**WORK TASK**
From the data below, set down exactly the lines between the one holding "pub mod record;" and the one holding "parsed document and", inclusive, and no others.

**SOURCE RECORDS**
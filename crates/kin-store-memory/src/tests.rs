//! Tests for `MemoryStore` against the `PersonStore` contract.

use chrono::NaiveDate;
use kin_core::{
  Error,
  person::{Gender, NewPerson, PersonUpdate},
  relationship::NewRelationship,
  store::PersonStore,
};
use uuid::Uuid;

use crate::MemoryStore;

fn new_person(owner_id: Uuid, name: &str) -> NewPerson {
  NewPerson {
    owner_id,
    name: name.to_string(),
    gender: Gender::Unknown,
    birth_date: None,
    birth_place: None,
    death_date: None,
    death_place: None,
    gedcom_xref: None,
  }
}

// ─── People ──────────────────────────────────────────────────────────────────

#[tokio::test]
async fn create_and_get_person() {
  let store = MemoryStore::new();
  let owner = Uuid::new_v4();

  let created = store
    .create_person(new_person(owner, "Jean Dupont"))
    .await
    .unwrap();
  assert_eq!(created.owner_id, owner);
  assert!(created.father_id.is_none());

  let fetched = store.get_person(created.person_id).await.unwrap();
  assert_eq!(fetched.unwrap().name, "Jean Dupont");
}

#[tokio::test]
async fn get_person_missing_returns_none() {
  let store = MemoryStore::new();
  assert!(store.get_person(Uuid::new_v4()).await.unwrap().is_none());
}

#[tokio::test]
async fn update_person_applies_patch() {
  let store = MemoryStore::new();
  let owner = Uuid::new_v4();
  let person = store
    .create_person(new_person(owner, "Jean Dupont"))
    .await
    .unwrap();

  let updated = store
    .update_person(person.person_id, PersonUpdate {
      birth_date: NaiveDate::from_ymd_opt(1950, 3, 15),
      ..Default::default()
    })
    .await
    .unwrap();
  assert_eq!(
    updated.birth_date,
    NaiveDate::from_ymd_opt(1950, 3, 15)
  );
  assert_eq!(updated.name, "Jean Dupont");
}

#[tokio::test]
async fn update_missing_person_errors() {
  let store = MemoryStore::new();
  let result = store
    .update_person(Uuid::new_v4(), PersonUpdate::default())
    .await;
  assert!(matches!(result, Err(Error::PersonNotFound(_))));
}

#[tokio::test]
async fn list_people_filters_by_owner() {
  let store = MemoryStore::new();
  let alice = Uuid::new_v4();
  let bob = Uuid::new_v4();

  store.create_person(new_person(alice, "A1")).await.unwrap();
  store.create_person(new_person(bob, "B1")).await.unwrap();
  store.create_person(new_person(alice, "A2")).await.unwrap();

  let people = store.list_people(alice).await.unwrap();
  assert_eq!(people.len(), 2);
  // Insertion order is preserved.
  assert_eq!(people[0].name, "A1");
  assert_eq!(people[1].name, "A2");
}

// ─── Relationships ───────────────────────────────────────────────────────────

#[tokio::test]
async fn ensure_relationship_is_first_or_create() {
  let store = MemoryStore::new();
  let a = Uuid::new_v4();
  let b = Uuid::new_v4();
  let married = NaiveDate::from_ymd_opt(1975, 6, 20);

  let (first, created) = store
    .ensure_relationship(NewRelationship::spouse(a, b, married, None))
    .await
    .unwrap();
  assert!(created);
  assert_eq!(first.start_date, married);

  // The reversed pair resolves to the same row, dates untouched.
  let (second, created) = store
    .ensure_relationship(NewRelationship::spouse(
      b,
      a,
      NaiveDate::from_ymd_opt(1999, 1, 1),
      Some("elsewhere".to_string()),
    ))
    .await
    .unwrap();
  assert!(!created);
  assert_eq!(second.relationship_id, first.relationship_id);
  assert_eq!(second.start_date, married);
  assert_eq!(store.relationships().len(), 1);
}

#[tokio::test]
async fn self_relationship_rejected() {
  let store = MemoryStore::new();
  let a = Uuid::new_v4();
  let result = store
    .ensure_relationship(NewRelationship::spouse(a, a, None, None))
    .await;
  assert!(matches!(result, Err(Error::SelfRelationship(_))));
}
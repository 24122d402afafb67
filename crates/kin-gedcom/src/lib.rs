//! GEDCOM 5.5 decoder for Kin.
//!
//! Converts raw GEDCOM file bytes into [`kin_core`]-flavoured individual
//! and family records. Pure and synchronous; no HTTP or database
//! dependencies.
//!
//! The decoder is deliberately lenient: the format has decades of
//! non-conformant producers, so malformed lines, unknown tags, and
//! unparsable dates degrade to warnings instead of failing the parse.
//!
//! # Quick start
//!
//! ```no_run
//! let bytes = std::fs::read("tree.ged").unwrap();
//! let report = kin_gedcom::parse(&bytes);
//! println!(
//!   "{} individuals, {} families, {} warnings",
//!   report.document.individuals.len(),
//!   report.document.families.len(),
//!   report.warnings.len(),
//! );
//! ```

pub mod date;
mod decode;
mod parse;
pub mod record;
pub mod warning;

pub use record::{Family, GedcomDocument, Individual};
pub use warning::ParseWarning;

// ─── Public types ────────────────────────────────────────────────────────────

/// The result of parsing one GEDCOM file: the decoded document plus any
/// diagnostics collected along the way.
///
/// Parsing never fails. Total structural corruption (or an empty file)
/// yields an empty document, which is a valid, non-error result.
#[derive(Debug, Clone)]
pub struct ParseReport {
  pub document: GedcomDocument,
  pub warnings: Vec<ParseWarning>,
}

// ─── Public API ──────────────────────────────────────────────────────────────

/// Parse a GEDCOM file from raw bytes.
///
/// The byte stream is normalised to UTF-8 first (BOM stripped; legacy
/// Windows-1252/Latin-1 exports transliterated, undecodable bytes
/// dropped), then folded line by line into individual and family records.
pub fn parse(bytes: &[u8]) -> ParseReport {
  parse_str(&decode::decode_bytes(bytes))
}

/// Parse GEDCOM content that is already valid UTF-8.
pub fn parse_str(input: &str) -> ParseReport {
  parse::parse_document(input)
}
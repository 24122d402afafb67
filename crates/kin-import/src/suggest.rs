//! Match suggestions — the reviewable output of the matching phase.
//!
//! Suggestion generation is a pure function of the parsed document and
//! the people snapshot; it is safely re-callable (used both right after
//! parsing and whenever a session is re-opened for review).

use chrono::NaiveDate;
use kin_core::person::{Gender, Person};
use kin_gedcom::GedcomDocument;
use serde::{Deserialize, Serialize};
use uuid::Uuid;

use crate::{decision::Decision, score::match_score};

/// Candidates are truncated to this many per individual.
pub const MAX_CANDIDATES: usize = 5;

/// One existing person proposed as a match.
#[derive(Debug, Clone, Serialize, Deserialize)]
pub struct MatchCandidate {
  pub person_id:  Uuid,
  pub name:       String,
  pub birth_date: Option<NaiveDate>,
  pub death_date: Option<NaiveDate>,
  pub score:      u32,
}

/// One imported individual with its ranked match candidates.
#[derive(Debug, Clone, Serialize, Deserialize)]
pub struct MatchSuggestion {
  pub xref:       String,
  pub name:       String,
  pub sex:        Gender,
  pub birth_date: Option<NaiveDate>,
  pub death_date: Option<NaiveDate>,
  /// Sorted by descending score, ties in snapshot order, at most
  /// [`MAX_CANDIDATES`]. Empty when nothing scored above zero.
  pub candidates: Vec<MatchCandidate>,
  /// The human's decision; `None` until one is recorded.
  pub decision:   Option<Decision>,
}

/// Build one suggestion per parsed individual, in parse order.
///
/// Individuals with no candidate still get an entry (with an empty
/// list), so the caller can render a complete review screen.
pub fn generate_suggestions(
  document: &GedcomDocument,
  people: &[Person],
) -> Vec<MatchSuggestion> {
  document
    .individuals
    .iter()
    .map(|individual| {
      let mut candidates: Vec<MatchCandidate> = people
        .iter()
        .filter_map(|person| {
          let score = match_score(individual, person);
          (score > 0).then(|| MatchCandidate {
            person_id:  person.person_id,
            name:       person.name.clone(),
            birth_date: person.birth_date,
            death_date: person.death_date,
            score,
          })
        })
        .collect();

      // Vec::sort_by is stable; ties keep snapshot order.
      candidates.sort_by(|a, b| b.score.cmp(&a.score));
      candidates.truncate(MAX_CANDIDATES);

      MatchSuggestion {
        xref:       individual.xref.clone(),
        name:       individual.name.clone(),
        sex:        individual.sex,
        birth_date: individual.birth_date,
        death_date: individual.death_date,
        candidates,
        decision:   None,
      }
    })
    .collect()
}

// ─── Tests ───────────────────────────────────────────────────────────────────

**ANSWER TO THIS PROBLEM**
pub mod record;
pub mod warning;

pub use record::{Family, GedcomDocument, Individual};
pub use warning::ParseWarning;

// ─── Public types ────────────────────────────────────────────────────────────

/// The result of parsing one GEDCOM file: the decoded document plus any
/// diagnostics collected along the way.
///
/// Parsing never fails. Total structural corruption (or an empty file)
/// yields an empty document, which is a valid, non-error result.
#[derive(Debug, Clone)]
pub struct ParseReport {
  pub document: GedcomDocument,
  pub warnings: Vec<ParseWarning>,
}

// ─── Public API ──────────────────────────────────────────────────────────────

/// Parse a GEDCOM file from raw bytes.
///
/// The byte stream is normalised to UTF-8 first (BOM stripped; legacy
/// Windows-1252/Latin-1 exports transliterated, undecodable bytes
/// dropped), then folded line by line into individual and family records.
pub fn parse(bytes: &[u8]) -> ParseReport {
  parse_str(&decode::decode_bytes(bytes))
}

/// Parse GEDCOM content that is already valid UTF-8.
pub fn parse_str(input: &str) -> ParseReport {
  parse::parse_document(input)
}
repository 24122d402afafb67
filename crates/kin-import/src/suggest.rs
//! Match suggestions — the reviewable output of the matching phase.
//!
//! Suggestion generation is a pure function of the parsed document and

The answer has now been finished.